1. Most people don't listen to anything that doesn't get played on the radio, because they don't understand the jam band concept. (Contrary wise, the minority own 50 million live concert CDs and therefore EVERY song he plays is their favorite, and every concert is better than the last.)

2. The kids know they can go there and smoke pot without people really giving a damn and couldn't care less what song he is playing.

While I liked the concert okay, the set list was a little too mellow for lawn seats. I think I would have liked it more in the pavilion where the crowd was more lively. It's too hard to carry the enthusiasm for everyone around you (Scott, Chad, and Jen exempted from this blanket statement).

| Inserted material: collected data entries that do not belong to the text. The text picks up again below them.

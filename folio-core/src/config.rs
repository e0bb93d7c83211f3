//! # Config 模块
//!
//! 站点配置，集中管理可调的参数。
//!
//! ## 配置优先级
//!
//! 1. `site.json`（由宿主在编译期嵌入）
//! 2. 默认值
//!
//! 缺失的字段逐个回退到默认值；整份文件无法解析时使用全部默认值并记录警告。

use serde::{Deserialize, Serialize};
use tracing::{info, warn};

use crate::contact::is_valid_email;
use crate::content::PROFILE;
use crate::error::ConfigError;
use crate::motion::Millis;
use crate::rotator::MIN_INTERVAL_MS;

/// 站点配置
#[derive(Debug, Clone, Default, PartialEq, Serialize, Deserialize)]
pub struct SiteConfig {
    /// 联系表单配置
    #[serde(default)]
    pub contact: ContactConfig,

    /// 动效配置
    #[serde(default)]
    pub motion: MotionConfig,

    /// 导航栏配置
    #[serde(default)]
    pub nav: NavConfig,
}

/// 联系表单配置
#[derive(Debug, Clone, PartialEq, Serialize, Deserialize)]
pub struct ContactConfig {
    /// 表单服务地址
    #[serde(default = "default_endpoint")]
    pub endpoint: String,

    /// 表单服务的 access key
    ///
    /// 未配置时改用 mailto 链接。
    #[serde(default)]
    pub access_key: Option<String>,

    /// mailto 的收件人
    #[serde(default = "default_recipient")]
    pub recipient: String,

    /// 成功提示显示多久（毫秒）
    #[serde(default = "default_success_reset_ms")]
    pub success_reset_ms: Millis,
}

/// 动效配置
#[derive(Debug, Clone, PartialEq, Serialize, Deserialize)]
pub struct MotionConfig {
    /// 首屏轮播间隔（毫秒）
    #[serde(default = "default_rotator_interval_ms")]
    pub rotator_interval_ms: Millis,

    /// 统计数字的计数时长（毫秒）
    #[serde(default = "default_count_up_duration_ms")]
    pub count_up_duration_ms: Millis,

    /// 入场效果的可见阈值 (0.0 - 1.0)
    #[serde(default = "default_reveal_threshold")]
    pub reveal_threshold: f32,
}

/// 导航栏配置
#[derive(Debug, Clone, PartialEq, Serialize, Deserialize)]
pub struct NavConfig {
    /// 滚动超过多少像素后导航栏切换为紧凑样式
    #[serde(default = "default_scrolled_offset_px")]
    pub scrolled_offset_px: f32,
}

// 默认值函数
fn default_endpoint() -> String {
    "https://api.web3forms.com/submit".to_string()
}

fn default_recipient() -> String {
    PROFILE.email.to_string()
}

fn default_success_reset_ms() -> Millis {
    5000
}

fn default_rotator_interval_ms() -> Millis {
    3000
}

fn default_count_up_duration_ms() -> Millis {
    2000
}

fn default_reveal_threshold() -> f32 {
    0.1
}

fn default_scrolled_offset_px() -> f32 {
    50.0
}

impl Default for ContactConfig {
    fn default() -> Self {
        Self {
            endpoint: default_endpoint(),
            access_key: None,
            recipient: default_recipient(),
            success_reset_ms: default_success_reset_ms(),
        }
    }
}

impl Default for MotionConfig {
    fn default() -> Self {
        Self {
            rotator_interval_ms: default_rotator_interval_ms(),
            count_up_duration_ms: default_count_up_duration_ms(),
            reveal_threshold: default_reveal_threshold(),
        }
    }
}

impl Default for NavConfig {
    fn default() -> Self {
        Self {
            scrolled_offset_px: default_scrolled_offset_px(),
        }
    }
}

impl SiteConfig {
    /// 严格解析
    pub fn parse(json: &str) -> Result<Self, ConfigError> {
        let config: SiteConfig = serde_json::from_str(json)
            .map_err(|e| ConfigError::Parse(e.to_string()))?;
        config.validate()?;
        Ok(config)
    }

    /// 解析配置
    ///
    /// 解析或验证失败时返回默认配置并打印警告。
    pub fn from_json(json: &str) -> Self {
        match Self::parse(json) {
            Ok(config) => {
                info!("site config loaded");
                config
            }
            Err(e) => {
                warn!(error = %e, "site config rejected, using defaults");
                Self::default()
            }
        }
    }

    /// 验证配置有效性
    pub fn validate(&self) -> Result<(), ConfigError> {
        if !self.contact.endpoint.starts_with("https://") {
            return Err(ConfigError::Validation(format!(
                "contact.endpoint must be https: {}",
                self.contact.endpoint
            )));
        }

        if !is_valid_email(&self.contact.recipient) {
            return Err(ConfigError::Validation(format!(
                "contact.recipient is not an email: {}",
                self.contact.recipient
            )));
        }

        if self.motion.rotator_interval_ms < MIN_INTERVAL_MS {
            return Err(ConfigError::Validation(format!(
                "motion.rotator_interval_ms must be at least {MIN_INTERVAL_MS}"
            )));
        }

        if self.motion.count_up_duration_ms == 0 {
            return Err(ConfigError::Validation(
                "motion.count_up_duration_ms must be positive".to_string(),
            ));
        }

        if !(0.0..=1.0).contains(&self.motion.reveal_threshold) {
            return Err(ConfigError::Validation(
                "motion.reveal_threshold must be within 0.0 - 1.0".to_string(),
            ));
        }

        if self.nav.scrolled_offset_px < 0.0 {
            return Err(ConfigError::Validation(
                "nav.scrolled_offset_px must not be negative".to_string(),
            ));
        }

        Ok(())
    }
}

#[cfg(test)]
mod tests {
    use super::*;

    #[test]
    fn test_default_config() {
        let config = SiteConfig::default();
        assert_eq!(config.contact.success_reset_ms, 5000);
        assert_eq!(config.motion.rotator_interval_ms, 3000);
        assert_eq!(config.nav.scrolled_offset_px, 50.0);
        assert_eq!(config.contact.access_key, None);
        assert!(config.validate().is_ok());
    }

    #[test]
    fn test_partial_json_fills_defaults() {
        let config = SiteConfig::from_json(r#"{ "contact": { "access_key": "abc" } }"#);
        assert_eq!(config.contact.access_key.as_deref(), Some("abc"));
        assert_eq!(config.contact.endpoint, "https://api.web3forms.com/submit");
        assert_eq!(config.motion, MotionConfig::default());
    }

    #[test]
    fn test_config_serialization() {
        let config = SiteConfig::default();
        let json = serde_json::to_string_pretty(&config).unwrap();
        let loaded = SiteConfig::parse(&json).unwrap();
        assert_eq!(loaded, config);
    }

    #[test]
    fn test_invalid_json_falls_back() {
        assert_eq!(SiteConfig::from_json("{ not json"), SiteConfig::default());
        assert!(matches!(SiteConfig::parse("42"), Err(ConfigError::Parse(_))));
    }

    #[test]
    fn test_config_validation() {
        let mut config = SiteConfig::default();

        // 轮播间隔过短
        config.motion.rotator_interval_ms = 500;
        assert!(matches!(config.validate(), Err(ConfigError::Validation(_))));
        config.motion.rotator_interval_ms = 3000;

        // 阈值越界
        config.motion.reveal_threshold = 1.5;
        assert!(config.validate().is_err());
        config.motion.reveal_threshold = 0.1;

        // 非 https
        config.contact.endpoint = "http://example.com".to_string();
        assert!(config.validate().is_err());
    }
}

On the other hand, I did have ample texting opportunity. And will now share those with the rest of you. (I will leave in the typos so you can see how truly horrible my texting abilities are after tail-gating for a couple hours. I was DD, so I stopped drinking when we went in to amphitheater, but the beer was so expensive Scott stopped too, so he ended up driving anyway!)

Author's note: Some conversations may have been combined for the sake of narrative.

A: In concert. Shiga has been in his car FOREVER.

A: There is a bald guy in front of me. Pretending he's u.

A: And now in line for restroom agian.

A: And then her friend said "He told me we didn't make out but then he told everyone else we did"

A: Oh bitches just cut in line. I will end them. But mary j smell is great.

Sidebar: The smell of nature's sweet ganja brings to mind so many things in that former life of zero responsibilities called college. It's as the world's foremost expert on Proust would understand from "Remembrance of Things Past", scent is always the most powerful memory. That's an inside joke for Scott.

A: Just finished nacho dinner. Lots of girls named sarah

Sidebar: When I ordered my nachos the nice woman asked if I wanted cheese and salsa or double cheese. My response was, "Double cheese me, baby." In my defense, I had just finished my fifth beer and was STARVING.

A: Another bald guy sighting.

J: Bald dudes love Dave...what can I say.

A: Kid in 80's fushia tank top just walked by. Might as well have siad duran duran

A: And guy playing fake saxaphone

A: Somebody yelled "fuck yeah dude. love u dave."

J: You find Shiga?

A: Guys in opposite football practice jerseys. No shiga.

A: Crazy bitches next to me that can't dance but think they can

Sidebar: I told Scott they looked like they were doing a tribal birthing ritual dance.

A: Scott just told me he was going off to explore AKA find a tree to pee on

Don't you all wish that you had been on the receiving end of those deep thoughts?